I/O,  Spark,  Storage

Spark 2.4 – Slow Performance on Writing into Partitions – Why Sorting Involved

It is quite typical to write the resulting data into a partitioned table, but performance can be very slow compared with writing the same data volume into a non-partitioned table.

Let’s investigate why it is slow, and why the sorting operation happens.

When a Spark writes data into a partitioned table, every task of the final stage has to distribute output rows based on the partition keys into individual files for every partition:

This process can be very slow when the data volume is large and if you look at the executors logs you can notice that they spend most of the time doing some sorting and spilling to disk:

  INFO sort.UnsafeExternalSorter: Thread 61 spilling sort data of 132.0 MB to disk (0  time so far)
  INFO sort.UnsafeExternalSorter: Thread 61 spilling sort data of 132.0 MB to disk (1  time so far)
  INFO sort.UnsafeExternalSorter: Thread 61 spilling sort data of 132.0 MB to disk (2  times so far)
  INFO sort.UnsafeExternalSorter: Thread 61 spilling sort data of 132.0 MB to disk (3  times so far)
  ...
  INFO sort.UnsafeExternalSorter: Thread 61 spilling sort data of 6.1 GB to disk (16  times so far)

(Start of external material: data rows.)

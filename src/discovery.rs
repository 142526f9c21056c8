//! Template discovery
//!
//! Finds every file below the clone whose name matches the configured glob.

use glob::{MatchOptions, glob_with};
use std::path::{Path, PathBuf};
use thiserror::Error;

/// Errors from enumerating template files
#[derive(Debug, Error)]
pub enum DiscoveryError {
    /// The template directory is missing or is a file
    #[error("Path {} does not exist or is not a directory", .0.display())]
    NotADirectory(PathBuf),

    /// The file name glob could not be parsed
    #[error("Invalid template pattern '{pattern}': {message}")]
    InvalidPattern { pattern: String, message: String },
}

/// List files under `dir` (recursively) whose name matches `pattern`
///
/// Results are sorted so the finder shows a stable order. Entries that
/// cannot be read are skipped.
///
/// # Errors
///
/// Returns `DiscoveryError::NotADirectory` if `dir` is not a directory and
/// `DiscoveryError::InvalidPattern` if `pattern` is not a valid glob.
pub fn find_templates(dir: &Path, pattern: &str) -> Result<Vec<PathBuf>, DiscoveryError> {
    if !dir.is_dir() {
        return Err(DiscoveryError::NotADirectory(dir.to_path_buf()));
    }

    let full_pattern = format!(
        "{}/**/{}",
        glob::Pattern::escape(&dir.to_string_lossy()),
        pattern
    );
    let options = MatchOptions {
        require_literal_leading_dot: true,
        ..MatchOptions::new()
    };

    let entries = glob_with(&full_pattern, options).map_err(|e| DiscoveryError::InvalidPattern {
        pattern: pattern.to_string(),
        message: e.msg.to_string(),
    })?;

    let mut templates: Vec<PathBuf> = entries
        .filter_map(Result::ok)
        .filter(|path| path.is_file() && !is_hidden_below(dir, path))
        .collect();
    templates.sort();

    Ok(templates)
}

/// Whether any component of `path` below `root` starts with a dot (`.git`)
fn is_hidden_below(root: &Path, path: &Path) -> bool {
    path.strip_prefix(root).is_ok_and(|relative| {
        relative
            .components()
            .any(|c| c.as_os_str().to_string_lossy().starts_with('.'))
    })
}
//! Ratatui-based picker adapter
//!
//! This module provides an implementation of the `Picker` trait using
//! ratatui for drawing and crossterm for terminal modes and key input.
//!
//! # Architecture
//!
//! ```text
//! ┌─────────────────────────────────────────────┐
//! │           RatatuiPicker                     │
//! │  (implements Picker trait)                  │
//! └────────────────────┬────────────────────────┘
//!                      │
//!        ┌─────────────┼─────────────┐
//!        ▼             ▼             ▼
//! ┌────────────┐ ┌───────────┐ ┌───────────┐
//! │  matcher   │ │  Ratatui  │ │ Crossterm │
//! │ (filter)   │ │ (widgets) │ │  (events) │
//! └────────────┘ └───────────┘ └───────────┘
//! ```
//!
//! The loop is strictly turn based: draw, block on one key, update state.

mod events;
mod finder;
mod state;
mod terminal;
mod theme;
pub mod widgets;

pub use events::{EventResult, KeySource, ScriptedKeys, TerminalKeys, handle_key};
pub use finder::RatatuiPicker;
pub use state::{NO_MATCHES, PickerState};
pub use terminal::TerminalSession;
pub use theme::Theme;
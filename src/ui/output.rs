//! Output abstraction layer
//!
//! Every collaborator that reports progress receives an `&dyn OutputWriter`
//! instead of printing directly. `main` creates the writer once; tests swap
//! in a [`BufferedWriter`] and assert on what was reported.

use colored::Colorize;
use std::sync::{Mutex, PoisonError};

/// Trait for output operations
///
/// # Examples
///
/// ```no_run
/// use ignorepick::ui::output::{OutputWriter, StderrWriter};
///
/// let output = StderrWriter::new(false);
/// output.write("Normal message");
/// output.success("Operation completed!");
/// output.error("Something went wrong");
/// ```
pub trait OutputWriter: Send + Sync {
    /// Write a normal message
    fn write(&self, message: &str);

    /// Write an error message
    fn error(&self, message: &str);

    /// Write a success message
    fn success(&self, message: &str);

    /// Write a warning message
    fn warning(&self, message: &str);

    /// Write an info message (dimmed/secondary)
    fn info(&self, message: &str);
}

/// CLI implementation - writes diagnostics to stderr
///
/// Stdout is left to command results (`list` names, `pick --print`
/// contents) so they can be redirected. Errors and warnings are always
/// shown; quiet mode suppresses everything else.
pub struct StderrWriter {
    quiet: bool,
}

impl StderrWriter {
    /// Create a new stderr writer
    #[must_use]
    pub const fn new(quiet: bool) -> Self {
        Self { quiet }
    }
}

impl Default for StderrWriter {
    fn default() -> Self {
        Self::new(false)
    }
}

impl OutputWriter for StderrWriter {
    fn write(&self, message: &str) {
        if !self.quiet {
            eprintln!("{message}");
        }
    }

    fn error(&self, message: &str) {
        eprintln!("{} {}", "❌".red(), message);
    }

    fn success(&self, message: &str) {
        if !self.quiet {
            eprintln!("{} {}", "✓".green(), message);
        }
    }

    fn warning(&self, message: &str) {
        eprintln!("{} {}", "⚠️".yellow(), message);
    }

    fn info(&self, message: &str) {
        if !self.quiet {
            eprintln!("{}", message.dimmed());
        }
    }
}

/// Message level for categorizing output
#[derive(Debug, Clone, Copy, PartialEq, Eq)]
pub enum MessageLevel {
    /// Normal message
    Normal,
    /// Error message
    Error,
    /// Success message
    Success,
    /// Warning message
    Warning,
    /// Info message
    Info,
}

/// Writer that keeps every message in memory
#[derive(Debug, Default)]
pub struct BufferedWriter {
    messages: Mutex<Vec<(MessageLevel, String)>>,
}

impl BufferedWriter {
    /// Create an empty buffered writer
    #[must_use]
    pub fn new() -> Self {
        Self::default()
    }

    /// All messages recorded so far, oldest first
    #[must_use]
    pub fn messages(&self) -> Vec<(MessageLevel, String)> {
        self.messages
            .lock()
            .unwrap_or_else(PoisonError::into_inner)
            .clone()
    }

    /// Messages of a single level
    #[must_use]
    pub fn messages_at(&self, level: MessageLevel) -> Vec<String> {
        self.messages()
            .into_iter()
            .filter(|(l, _)| *l == level)
            .map(|(_, msg)| msg)
            .collect()
    }

    fn add_message(&self, level: MessageLevel, message: &str) {
        self.messages
            .lock()
            .unwrap_or_else(PoisonError::into_inner)
            .push((level, message.to_string()));
    }
}

impl OutputWriter for BufferedWriter {
    fn write(&self, message: &str) {
        self.add_message(MessageLevel::Normal, message);
    }

    fn error(&self, message: &str) {
        self.add_message(MessageLevel::Error, message);
    }

    fn success(&self, message: &str) {
        self.add_message(MessageLevel::Success, message);
    }

    fn warning(&self, message: &str) {
        self.add_message(MessageLevel::Warning, message);
    }

    fn info(&self, message: &str) {
        self.add_message(MessageLevel::Info, message);
    }
}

Additionally you can also observe the increasing spilling metrics for tasks:

The reason is that in Spark 2.4 a task writes one partition at a time using a single writer, so this approach requires the rows to be sorted by the partition key value.

See org.apache.spark.sql.execution.datasources.FileFormatDataWriter implementation for more details.

So now when you know that the writing into partitions involves the expensive sorting process, you may consider allocating more output tasks to speed up this process. As per my example above, having a single task to handle dozens of gigabytes may be too much.